Saturday Night Live recap: Liev Schreiber leads a directionless post-midterms episode
And so it came time to bid farewell to Jeff Sessions. In the wake of the attorney general's dismissal this week, Kate McKinnon pulled out her elf-like impression of the Southern politician for the last time. Considering the most famous parts of Sessions' reign included justifying the imprisonment of thousands of children in concentration camps, rolling back civil rights protections, and serving as the overall "intellectual godfather" of the Trump administration's nationalist politics, there weren't many jokes to be wrung from his tenure.
The climax of the sketch involved McKinnon's Sessions singing Adele's "Someone Like You" to a framed photo of Alec Baldwin's Trump, alongside flashbacks to many prior SNL skits that featured them together. It was reminiscent of the post-election show in 2016, when McKinnon's Hillary Clinton spent the cold open singing Leonard Cohen's "Hallelujah." It sure seems like, when a political event happens and SNL doesn't quite know how to make it funny, their last resort is to put McKinnon out there and have her cover a pop song as one of her goofy characters. It always feels a little empty.

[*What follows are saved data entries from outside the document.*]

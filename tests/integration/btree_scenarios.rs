#![allow(missing_docs)]

use pagetree::btree::arena::PageArena;
use pagetree::btree::{cell, split, Page, Probe};
use pagetree::types::page::PAGE_SIZE;
use pagetree::{BTree, PagetreeError, Result};

fn insert_into_page(page: &mut Page, key: &[u8], value: &[u8]) -> Result<()> {
    let idx = match page.binary_search(key) {
        Probe::Hit(_) => return Err(PagetreeError::DuplicateKey),
        Probe::Miss(idx) => idx,
    };
    let offset = page.acquire_offset(key.len(), value.len());
    if offset == 0 {
        return Err(PagetreeError::Invalid("page full"));
    }
    page.insert_leaf_cell(offset, idx, key, value);
    Ok(())
}

#[test]
fn out_of_order_keys_search_in_lexicographic_slots() -> Result<()> {
    let mut page = Page::alloc();
    page.init(true, true);
    for key in ["test2", "test0", "test3", "test1"] {
        insert_into_page(&mut page, key.as_bytes(), b"value")?;
    }
    for (expected, key) in ["test0", "test1", "test2", "test3"].iter().enumerate() {
        assert_eq!(page.binary_search(key.as_bytes()), Probe::Hit(expected));
    }
    assert!(page.cell_offset() >= page.slot_end());
    Ok(())
}

#[test]
fn sixteen_byte_pairs_force_root_split() -> Result<()> {
    let mut tree = BTree::new()?;
    let mut n = 0u64;
    while tree.stats_snapshot().root_splits == 0 {
        let bytes = format!("{n:016}");
        tree.insert(bytes.as_bytes(), bytes.as_bytes())?;
        n += 1;
    }
    assert!(tree.stats_snapshot().leaf_splits >= 1);

    let root = tree.page(tree.root_page())?;
    assert!(!root.is_leaf());
    assert_eq!(root.size(), 1);
    let [left, right] = <[_; 2]>::try_from(root.children()?)
        .map_err(|_| PagetreeError::Invalid("root must have two children"))?;
    assert!(tree.page(left)?.size() > 0);
    assert!(tree.page(right)?.size() > 0);

    let report = tree.verify()?;
    assert!(report.success, "{:#?}", report.findings);
    assert_eq!(report.height, Some(2));
    assert_eq!(report.counts.entries, n);
    Ok(())
}

#[test]
fn deleted_key_space_is_reused() -> Result<()> {
    let mut tree = BTree::new()?;
    for key in ["apple", "berry", "cherry", "damson"] {
        tree.insert(key.as_bytes(), b"0123456789")?;
    }
    assert!(tree.delete(b"berry")?);
    assert_eq!(tree.search(b"berry")?, None);
    assert_eq!(tree.get(b"berry")?, None);

    let root = tree.root_page();
    let freed = tree.page(root)?.tombstone_bytes();
    assert_eq!(freed, cell::footprint(5, 10));
    // Same footprint, different key.
    tree.insert(b"elder", b"abcdefghij")?;
    assert_eq!(
        tree.page(root)?.tombstone_bytes(),
        freed - cell::footprint(5, 10)
    );
    assert_eq!(tree.get(b"elder")?, Some(&b"abcdefghij"[..]));
    Ok(())
}

#[test]
fn monotonic_split_partitions_by_bytes() -> Result<()> {
    let mut arena = PageArena::default();
    let origin = arena.allocate(true, true)?;
    let mut n = 0u32;
    {
        let page = arena.get_mut(origin)?;
        loop {
            let key = format!("mono-{n:06}");
            // A run of small values followed by large ones.
            let len = if n < 300 { 4 } else { 900 };
            if page.is_full(key.len(), len) {
                break;
            }
            insert_into_page(page, key.as_bytes(), &vec![b'x'; len])?;
            n += 1;
        }
    }
    let size = arena.get(origin)?.size();
    let partition = split::partition_index(arena.get(origin)?);
    let outcome = split::split_leaf(&mut arena, origin)?;
    assert_eq!(outcome.partition, partition);

    let left = arena.get(origin)?;
    let right = arena.get(outcome.sibling)?;
    assert_eq!(left.size() + right.size(), size);
    let left_bytes = left.live_bytes();
    let right_bytes = right.live_bytes();
    assert!(left_bytes >= PAGE_SIZE / 2);
    assert!(left_bytes.abs_diff(right_bytes) < PAGE_SIZE / 4);
    // Slot-count halving would have put nearly every large cell on the right.
    assert!(partition > size / 2);
    Ok(())
}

The funniest bit was probably the last-minute arrival of Robert De Niro's Robert Mueller, who thanked Sessions for helping his investigation "more than you'll ever know." He then made an explicit Harry Potter reference, offering Sessions "piece of toilet paper from the bottom of Mr. Trump's shoe" to grant his freedom house-elf style. It's hard to imagine a goofier cultural mashup than Robert De Niro saying "you know how in Harry Potter when…" so props for that.
This may surprise you, but Liev Schreiber is not a comedian! The announcement that the usually-serious Ray Donovan star would be hosting SNL was confusing from the get-go, and Schreiber spent most of his monologue trying to explain and justify it. Ultimately, he told the audience, feel free to laugh if you think it's funny, but if he won't be offended if you don't. Because hey, at the end of the day, "I'm a very famous actor, with a great deal of money and a really nice apartment."

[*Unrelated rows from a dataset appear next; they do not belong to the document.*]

//! Byte-balanced page splits.
//!
//! Leaves split copy-up: cells from the partition index onward move to a new
//! sibling and the sibling's first key is promoted. Internal pages split
//! pop-up: the partition cell's key is promoted and removed, its child becomes
//! the origin's rightmost child, and the cells after it move to the sibling.

use super::arena::PageArena;
use super::page::Page;
use crate::types::page::PAGE_SIZE;
use crate::types::{PageId, PagetreeError, Result};

/// Result of splitting one page.
#[derive(Clone, Debug, PartialEq, Eq)]
pub struct SplitOutcome {
    /// Freshly allocated right-hand page.
    pub sibling: PageId,
    /// Key promoted to the parent; every key under `sibling` is `>=` it.
    pub separator: Vec<u8>,
    /// Slot index at which the origin was partitioned.
    pub partition: usize,
}

/// First slot index at which the cumulative cell footprint reaches half a page.
///
/// Cells are variable length, so balancing by slot count could leave one half
/// nearly empty in bytes.
pub fn partition_index(page: &Page) -> usize {
    let half = PAGE_SIZE / 2;
    let mut running = 0usize;
    let mut idx = 0usize;
    while idx < page.size() && running < half {
        running += page.cell_footprint(idx);
        idx += 1;
    }
    idx
}

/// Splits the leaf `origin`, returning the new right sibling and its first key.
pub fn split_leaf(arena: &mut PageArena, origin: PageId) -> Result<SplitOutcome> {
    let (size, parent) = {
        let page = arena.get(origin)?;
        if !page.is_leaf() {
            return Err(PagetreeError::Invalid("split_leaf called on an internal page"));
        }
        (page.size(), page.parent())
    };
    if size < 2 {
        return Err(PagetreeError::Corruption("cannot split a leaf with fewer than two cells"));
    }
    let partition = partition_index(arena.get(origin)?).clamp(1, size - 1);
    let sibling = arena.allocate(true, false)?;
    let (src, dst) = arena.pair_mut(origin, sibling)?;
    dst.set_parent(parent);
    move_cells(src, dst, partition)?;
    src.truncate_slots(partition);
    let separator = dst.key_at(0).to_vec();
    tracing::debug!(
        target: "pagetree::split",
        origin = origin.0,
        sibling = sibling.0,
        partition,
        moved = size - partition,
        "split leaf page"
    );
    Ok(SplitOutcome {
        sibling,
        separator,
        partition,
    })
}

/// Splits the internal page `origin`, popping the partition key up.
pub fn split_internal(arena: &mut PageArena, origin: PageId) -> Result<SplitOutcome> {
    let (size, parent) = {
        let page = arena.get(origin)?;
        if page.is_leaf() {
            return Err(PagetreeError::Invalid("split_internal called on a leaf page"));
        }
        (page.size(), page.parent())
    };
    if size < 3 {
        return Err(PagetreeError::Corruption(
            "cannot split an internal page with fewer than three cells",
        ));
    }
    let partition = partition_index(arena.get(origin)?).clamp(1, size - 2);
    let sibling = arena.allocate(false, false)?;
    let (separator, moved_children) = {
        let (src, dst) = arena.pair_mut(origin, sibling)?;
        dst.set_parent(parent);
        let separator = src.key_at(partition).to_vec();
        let popped_child = src.child_at(partition)?;
        move_cells(src, dst, partition + 1)?;
        dst.set_rightmost_child(src.rightmost_child());
        src.tombstone_slot(partition);
        src.truncate_slots(partition);
        src.set_rightmost_child(Some(popped_child));
        (separator, dst.children()?)
    };
    for child in moved_children {
        arena.get_mut(child)?.set_parent(Some(sibling));
    }
    tracing::debug!(
        target: "pagetree::split",
        origin = origin.0,
        sibling = sibling.0,
        partition,
        moved = size - partition - 1,
        "split internal page"
    );
    Ok(SplitOutcome {
        sibling,
        separator,
        partition,
    })
}

/// Copies every cell from slot `from` onward into `dst` in order, tombstoning
/// each source cell as it goes. Source slots are left for the caller to trim.
fn move_cells(src: &mut Page, dst: &mut Page, from: usize) -> Result<()> {
    for idx in from..src.size() {
        dst.append_raw_cell(src.raw_cell(idx))?;
        src.tombstone_slot(idx);
    }
    Ok(())
}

Schreiber also kickstarted SNL's apolitical take on the midterm elections, celebrating the fact that hundreds of millions of Americans turned out to vote rather than any specific political results. This attitude would continue throughout the episode, including one digital short about finding things Democrats and Republicans can agree on, and Pete Davidson's attempt to directly reach across the aisle on "Weekend Update."

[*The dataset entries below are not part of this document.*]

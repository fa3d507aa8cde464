//! Per-visitor reading state: the current article set, bookmarks, notes and last digest.
//!
//! Sessions live in process memory only and are addressed by a random id.

use chrono::{DateTime, Duration, NaiveDate, Utc};
use serde::Serialize;
use std::collections::HashMap;
use tokio::sync::RwLock;
use tracing::{info, warn};
use uuid::Uuid;

use crate::aggregate::{AggregationRun, QueryOutcome, RunTicket};
use crate::cluster::TopicClusters;
use crate::digest::Digest;
use crate::models::{display_date, Article, SourceType};
use crate::registration::Registration;

/// Characters of each preview title shown on a topic card
const PREVIEW_CHARS: usize = 55;

#[derive(Debug, thiserror::Error)]
pub enum SessionError {
    #[error("unknown session")]
    UnknownSession,

    #[error("unknown article: {0}")]
    UnknownArticle(String),
}

/// Session represents one registered visitor's reading state
#[derive(Debug, Clone)]
pub struct Session {
    pub id: Uuid,
    pub user: Registration,
    pub started_at: DateTime<Utc>,
    pub last_seen: DateTime<Utc>,
    pub articles: Vec<Article>,
    /// Next article sequence number; ids are never reused within a session
    pub next_seq: usize,
    pub clusters: TopicClusters,
    /// Bookmarks in the order they were saved
    pub saved: Vec<Article>,
    pub notes: HashMap<String, String>,
    pub digest: Option<Digest>,
    /// Run whose results may still be committed
    pub current_run: Option<Uuid>,
    pub last_outcomes: Vec<QueryOutcome>,
}

impl Session {
    fn new(user: Registration, now: DateTime<Utc>) -> Self {
        Self {
            id: Uuid::new_v4(),
            user,
            started_at: now,
            last_seen: now,
            articles: Vec::new(),
            next_seq: 0,
            clusters: TopicClusters::default(),
            saved: Vec::new(),
            notes: HashMap::new(),
            digest: None,
            current_run: None,
            last_outcomes: Vec::new(),
        }
    }

    fn is_saved(&self, article_id: &str) -> bool {
        self.saved.iter().any(|a| a.id == article_id)
    }

    fn knows(&self, article_id: &str) -> bool {
        self.is_saved(article_id) || self.articles.iter().any(|a| a.id == article_id)
    }
}

/// Which article list a feed request starts from
#[derive(Debug, Clone, Copy, Default, PartialEq, Eq)]
pub enum View {
    #[default]
    Feed,
    Saved,
}

/// Filters applied on top of the selected view
#[derive(Debug, Clone, Default)]
pub struct FeedQuery {
    pub view: View,
    pub topic: Option<String>,
    pub source_type: Option<SourceType>,
    pub search: Option<String>,
}

/// Article decorated with per-session display state
#[derive(Debug, Clone, Serialize)]
#[serde(rename_all = "camelCase")]
pub struct FeedEntry {
    #[serde(flatten)]
    pub article: Article,
    pub display_date: String,
    pub saved: bool,
    pub note: Option<String>,
}

/// Topic card: label, size and the first two titles
#[derive(Debug, Clone, Serialize)]
pub struct TopicSummary {
    pub topic: String,
    pub count: usize,
    pub previews: Vec<String>,
}

fn preview(title: &str) -> String {
    let mut out: String = title.chars().take(PREVIEW_CHARS).collect();
    out.push_str("...");
    out
}

/// Apply view, topic, source-type and text filters in that order.
pub fn filter_articles(session: &Session, query: &FeedQuery) -> Vec<Article> {
    let base: Vec<Article> = match (query.view, query.topic.as_deref()) {
        (View::Saved, _) => session.saved.clone(),
        (View::Feed, Some(topic)) => session
            .clusters
            .get(topic)
            .map(<[Article]>::to_vec)
            .unwrap_or_default(),
        (View::Feed, None) => session.articles.clone(),
    };

    let needle = query
        .search
        .as_deref()
        .map(str::trim)
        .filter(|s| !s.is_empty())
        .map(str::to_lowercase);

    base.into_iter()
        .filter(|a| query.source_type.map_or(true, |t| a.source_type == t))
        .filter(|a| match &needle {
            Some(q) => a.title.to_lowercase().contains(q) || a.snippet.to_lowercase().contains(q),
            None => true,
        })
        .collect()
}

/// Process-wide map of live sessions; idle ones expire.
#[derive(Debug)]
pub struct SessionStore {
    sessions: RwLock<HashMap<Uuid, Session>>,
    idle_ttl: Duration,
}

impl Default for SessionStore {
    fn default() -> Self {
        Self::with_idle_ttl(std::time::Duration::from_secs(
            60 * common::DEFAULT_SESSION_IDLE_MINUTES,
        ))
    }
}

impl SessionStore {
    pub fn new() -> Self {
        Self::default()
    }

    pub fn with_idle_ttl(ttl: std::time::Duration) -> Self {
        let secs = i64::try_from(ttl.as_secs()).unwrap_or(i64::MAX).min(i64::from(u32::MAX));
        Self {
            sessions: RwLock::new(HashMap::new()),
            idle_ttl: Duration::seconds(secs),
        }
    }

    fn is_idle(&self, session: &Session, now: DateTime<Utc>) -> bool {
        now.signed_duration_since(session.last_seen) > self.idle_ttl
    }

    /// Start a session for a freshly registered visitor
    pub async fn create(&self, user: Registration) -> Uuid {
        self.create_at(user, Utc::now()).await
    }

    async fn create_at(&self, user: Registration, now: DateTime<Utc>) -> Uuid {
        let session = Session::new(user, now);
        let id = session.id;
        let mut sessions = self.sessions.write().await;
        let before = sessions.len();
        sessions.retain(|_, s| !self.is_idle(s, now));
        if sessions.len() < before {
            info!(expired = before - sessions.len(), "idle sessions dropped");
        }
        sessions.insert(id, session);
        info!(session_id = %id, live = sessions.len(), "session started");
        id
    }

    /// Mark a session as active; false if it is unknown or has expired.
    pub async fn touch(&self, id: Uuid) -> bool {
        self.touch_at(id, Utc::now()).await
    }

    async fn touch_at(&self, id: Uuid, now: DateTime<Utc>) -> bool {
        let mut sessions = self.sessions.write().await;
        let idle = match sessions.get(&id) {
            Some(session) => self.is_idle(session, now),
            None => return false,
        };
        if idle {
            sessions.remove(&id);
            info!(session_id = %id, "session expired");
            return false;
        }
        if let Some(session) = sessions.get_mut(&id) {
            session.last_seen = now;
        }
        true
    }

    /// Drop every session idle for longer than the TTL; returns how many went.
    pub async fn sweep_idle(&self) -> usize {
        self.sweep_idle_at(Utc::now()).await
    }

    async fn sweep_idle_at(&self, now: DateTime<Utc>) -> usize {
        let mut sessions = self.sessions.write().await;
        let before = sessions.len();
        sessions.retain(|_, s| !self.is_idle(s, now));
        before - sessions.len()
    }

    pub async fn remove(&self, id: Uuid) -> bool {
        self.sessions.write().await.remove(&id).is_some()
    }

    pub async fn len(&self) -> usize {
        self.sessions.read().await.len()
    }

    /// Snapshot of a session
    pub async fn get(&self, id: Uuid) -> Result<Session, SessionError> {
        self.sessions
            .read()
            .await
            .get(&id)
            .cloned()
            .ok_or(SessionError::UnknownSession)
    }

    /// Mark a new run as the only one allowed to commit results
    pub async fn begin_run(&self, id: Uuid) -> Result<RunTicket, SessionError> {
        let mut sessions = self.sessions.write().await;
        let session = sessions.get_mut(&id).ok_or(SessionError::UnknownSession)?;
        let run_id = Uuid::new_v4();
        if let Some(previous) = session.current_run.replace(run_id) {
            info!(session_id = %id, %previous, %run_id, "superseding in-flight run");
        }
        Ok(RunTicket {
            run_id,
            first_seq: session.next_seq,
        })
    }

    /// Store a run's results unless a newer run was started meanwhile.
    pub async fn commit_run(&self, id: Uuid, run: AggregationRun) -> Result<bool, SessionError> {
        let mut sessions = self.sessions.write().await;
        let session = sessions.get_mut(&id).ok_or(SessionError::UnknownSession)?;

        if session.current_run != Some(run.run_id) {
            warn!(session_id = %id, run_id = %run.run_id, "discarding stale run results");
            return Ok(false);
        }

        // An article seen before under the same url keeps its id, so bookmarks
        // and notes follow it across refreshes.
        let known: HashMap<&str, &str> = session
            .saved
            .iter()
            .chain(session.articles.iter())
            .map(|a| (a.url.as_str(), a.id.as_str()))
            .collect();
        let articles: Vec<Article> = run
            .articles
            .into_iter()
            .map(|mut a| {
                if let Some(id) = known.get(a.url.as_str()) {
                    a.id = id.to_string();
                }
                a
            })
            .collect();

        session.clusters = TopicClusters::from_articles(&articles);
        session.articles = articles;
        session.next_seq = session.next_seq.max(run.next_seq);
        session.last_outcomes = run.outcomes;
        session.current_run = None;
        Ok(true)
    }

    /// Release a run that ended without results (e.g. missing credential).
    pub async fn abandon_run(&self, id: Uuid, run_id: Uuid) {
        if let Some(session) = self.sessions.write().await.get_mut(&id) {
            if session.current_run == Some(run_id) {
                session.current_run = None;
            }
        }
    }

    /// Bookmark or un-bookmark an article; returns whether it is now saved.
    pub async fn toggle_saved(&self, id: Uuid, article_id: &str) -> Result<bool, SessionError> {
        let mut sessions = self.sessions.write().await;
        let session = sessions.get_mut(&id).ok_or(SessionError::UnknownSession)?;

        if let Some(pos) = session.saved.iter().position(|a| a.id == article_id) {
            session.saved.remove(pos);
            return Ok(false);
        }

        let article = session
            .articles
            .iter()
            .find(|a| a.id == article_id)
            .cloned()
            .ok_or_else(|| SessionError::UnknownArticle(article_id.to_string()))?;
        session.saved.push(article);
        Ok(true)
    }

    pub async fn set_note(
        &self,
        id: Uuid,
        article_id: &str,
        note: String,
    ) -> Result<(), SessionError> {
        let mut sessions = self.sessions.write().await;
        let session = sessions.get_mut(&id).ok_or(SessionError::UnknownSession)?;
        if !session.knows(article_id) {
            return Err(SessionError::UnknownArticle(article_id.to_string()));
        }
        session.notes.insert(article_id.to_string(), note);
        Ok(())
    }

    pub async fn feed(
        &self,
        id: Uuid,
        query: &FeedQuery,
        today: NaiveDate,
    ) -> Result<Vec<FeedEntry>, SessionError> {
        let sessions = self.sessions.read().await;
        let session = sessions.get(&id).ok_or(SessionError::UnknownSession)?;

        Ok(filter_articles(session, query)
            .into_iter()
            .map(|article| FeedEntry {
                display_date: display_date(&article.date, today),
                saved: session.is_saved(&article.id),
                note: session.notes.get(&article.id).cloned(),
                article,
            })
            .collect())
    }

    /// Topic cards, largest first
    pub async fn topics(&self, id: Uuid) -> Result<Vec<TopicSummary>, SessionError> {
        let sessions = self.sessions.read().await;
        let session = sessions.get(&id).ok_or(SessionError::UnknownSession)?;

        Ok(session
            .clusters
            .sorted_by_size()
            .into_iter()
            .map(|c| TopicSummary {
                topic: c.topic.clone(),
                count: c.articles.len(),
                previews: c.articles.iter().take(2).map(|a| preview(&a.title)).collect(),
            })
            .collect())
    }

    /// Leading articles of the feed, as sent to the digest
    pub async fn digest_input(&self, id: Uuid, limit: usize) -> Result<Vec<Article>, SessionError> {
        let sessions = self.sessions.read().await;
        let session = sessions.get(&id).ok_or(SessionError::UnknownSession)?;
        Ok(session.articles.iter().take(limit).cloned().collect())
    }

    pub async fn store_digest(&self, id: Uuid, digest: Digest) -> Result<(), SessionError> {
        let mut sessions = self.sessions.write().await;
        let session = sessions.get_mut(&id).ok_or(SessionError::UnknownSession)?;
        session.digest = Some(digest);
        Ok(())
    }

    pub async fn digest(&self, id: Uuid) -> Result<Option<Digest>, SessionError> {
        let sessions = self.sessions.read().await;
        let session = sessions.get(&id).ok_or(SessionError::UnknownSession)?;
        Ok(session.digest.clone())
    }
}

Best sketch: Paranormal Occurrence
This sketch, about paranormal researchers interviewing three people who recently encountered ghosts, was a much better use of McKinnon's comedic skills than the Sessions cold open. As characters played by Schreiber and Cecily Strong recounted their romantic meetings with spirits, in which they helped the dead find peace and remember their glory days, McKinnon's character took the opposite tack. Her ghost crawled out of the hotel TV "Ring-style" and looked like "Danny DeVito got hit by a truck." Rather than reconnect with loved ones, McKinnon's ghost ordered her to destroy his ex-girlfriend's toilet.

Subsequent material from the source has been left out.